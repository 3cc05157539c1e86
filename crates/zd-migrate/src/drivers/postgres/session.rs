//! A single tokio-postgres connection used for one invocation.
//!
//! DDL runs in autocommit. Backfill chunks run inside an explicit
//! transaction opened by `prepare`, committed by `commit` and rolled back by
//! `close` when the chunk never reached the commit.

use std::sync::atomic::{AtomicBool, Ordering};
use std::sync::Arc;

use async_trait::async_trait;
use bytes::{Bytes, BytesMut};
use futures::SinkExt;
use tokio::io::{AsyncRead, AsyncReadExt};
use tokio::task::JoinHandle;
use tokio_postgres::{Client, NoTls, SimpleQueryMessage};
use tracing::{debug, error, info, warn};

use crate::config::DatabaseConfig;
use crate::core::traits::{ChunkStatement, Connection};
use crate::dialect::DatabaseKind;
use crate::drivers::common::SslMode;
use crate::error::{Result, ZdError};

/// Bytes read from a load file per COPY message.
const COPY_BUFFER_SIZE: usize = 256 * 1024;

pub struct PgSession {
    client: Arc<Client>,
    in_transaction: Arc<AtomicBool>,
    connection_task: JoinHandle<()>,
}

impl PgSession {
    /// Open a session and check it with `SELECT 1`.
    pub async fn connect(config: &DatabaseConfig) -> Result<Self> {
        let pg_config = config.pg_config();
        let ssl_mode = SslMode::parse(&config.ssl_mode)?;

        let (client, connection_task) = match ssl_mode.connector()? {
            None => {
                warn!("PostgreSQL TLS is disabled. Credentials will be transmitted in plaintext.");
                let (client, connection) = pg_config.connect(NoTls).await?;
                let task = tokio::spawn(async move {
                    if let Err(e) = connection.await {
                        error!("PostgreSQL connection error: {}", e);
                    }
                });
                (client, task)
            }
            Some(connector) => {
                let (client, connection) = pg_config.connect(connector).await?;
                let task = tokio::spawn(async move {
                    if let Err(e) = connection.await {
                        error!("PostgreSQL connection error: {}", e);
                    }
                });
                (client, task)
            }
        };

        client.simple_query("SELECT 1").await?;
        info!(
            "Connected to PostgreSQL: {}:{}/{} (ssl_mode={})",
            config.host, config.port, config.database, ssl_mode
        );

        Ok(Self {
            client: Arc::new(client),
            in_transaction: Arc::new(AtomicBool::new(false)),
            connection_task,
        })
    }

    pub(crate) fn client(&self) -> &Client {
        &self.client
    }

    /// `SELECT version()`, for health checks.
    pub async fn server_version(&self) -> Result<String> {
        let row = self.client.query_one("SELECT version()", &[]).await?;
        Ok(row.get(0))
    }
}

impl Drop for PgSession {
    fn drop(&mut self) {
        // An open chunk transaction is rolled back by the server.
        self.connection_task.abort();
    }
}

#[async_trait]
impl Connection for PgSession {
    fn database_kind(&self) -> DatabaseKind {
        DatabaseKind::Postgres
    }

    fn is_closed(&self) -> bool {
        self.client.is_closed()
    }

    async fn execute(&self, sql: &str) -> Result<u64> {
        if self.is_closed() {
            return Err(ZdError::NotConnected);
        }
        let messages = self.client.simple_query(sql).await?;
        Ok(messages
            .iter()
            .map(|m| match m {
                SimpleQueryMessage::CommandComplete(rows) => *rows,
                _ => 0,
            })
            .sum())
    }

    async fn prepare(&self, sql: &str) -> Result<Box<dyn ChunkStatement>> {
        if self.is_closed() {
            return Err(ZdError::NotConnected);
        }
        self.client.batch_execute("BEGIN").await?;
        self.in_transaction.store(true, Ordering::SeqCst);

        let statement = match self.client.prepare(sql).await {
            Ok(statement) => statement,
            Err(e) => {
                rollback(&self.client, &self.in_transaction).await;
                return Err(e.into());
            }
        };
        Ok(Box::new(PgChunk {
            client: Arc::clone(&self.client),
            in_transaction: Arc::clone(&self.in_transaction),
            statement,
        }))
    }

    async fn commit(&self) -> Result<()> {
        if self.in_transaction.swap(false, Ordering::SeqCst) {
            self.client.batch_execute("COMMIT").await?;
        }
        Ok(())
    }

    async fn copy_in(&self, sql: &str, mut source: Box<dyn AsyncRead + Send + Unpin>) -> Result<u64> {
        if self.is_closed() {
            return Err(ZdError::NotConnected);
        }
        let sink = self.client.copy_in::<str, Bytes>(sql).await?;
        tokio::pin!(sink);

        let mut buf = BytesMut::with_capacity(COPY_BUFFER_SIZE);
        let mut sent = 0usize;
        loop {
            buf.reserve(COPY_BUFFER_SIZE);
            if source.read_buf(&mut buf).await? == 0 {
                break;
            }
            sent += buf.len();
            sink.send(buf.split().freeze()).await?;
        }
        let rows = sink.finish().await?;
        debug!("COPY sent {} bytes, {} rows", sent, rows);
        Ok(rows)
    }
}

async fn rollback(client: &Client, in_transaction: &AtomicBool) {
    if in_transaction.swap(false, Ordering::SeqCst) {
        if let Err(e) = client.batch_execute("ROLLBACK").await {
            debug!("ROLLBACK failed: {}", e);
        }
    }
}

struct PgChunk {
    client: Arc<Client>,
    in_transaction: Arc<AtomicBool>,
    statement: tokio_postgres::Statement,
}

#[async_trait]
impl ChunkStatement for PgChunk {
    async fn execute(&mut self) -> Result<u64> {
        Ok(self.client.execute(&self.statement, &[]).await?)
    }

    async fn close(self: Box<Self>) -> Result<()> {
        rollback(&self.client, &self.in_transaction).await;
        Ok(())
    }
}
___
Please find every line in the listing that holds the string "PostgreSQL" and copy it.

--- Answer space ---
                warn!("PostgreSQL TLS is disabled. Credentials will be transmitted in plaintext.");
                        error!("PostgreSQL connection error: {}", e);
                        error!("PostgreSQL connection error: {}", e);
            "Connected to PostgreSQL: {}:{}/{} (ssl_mode={})",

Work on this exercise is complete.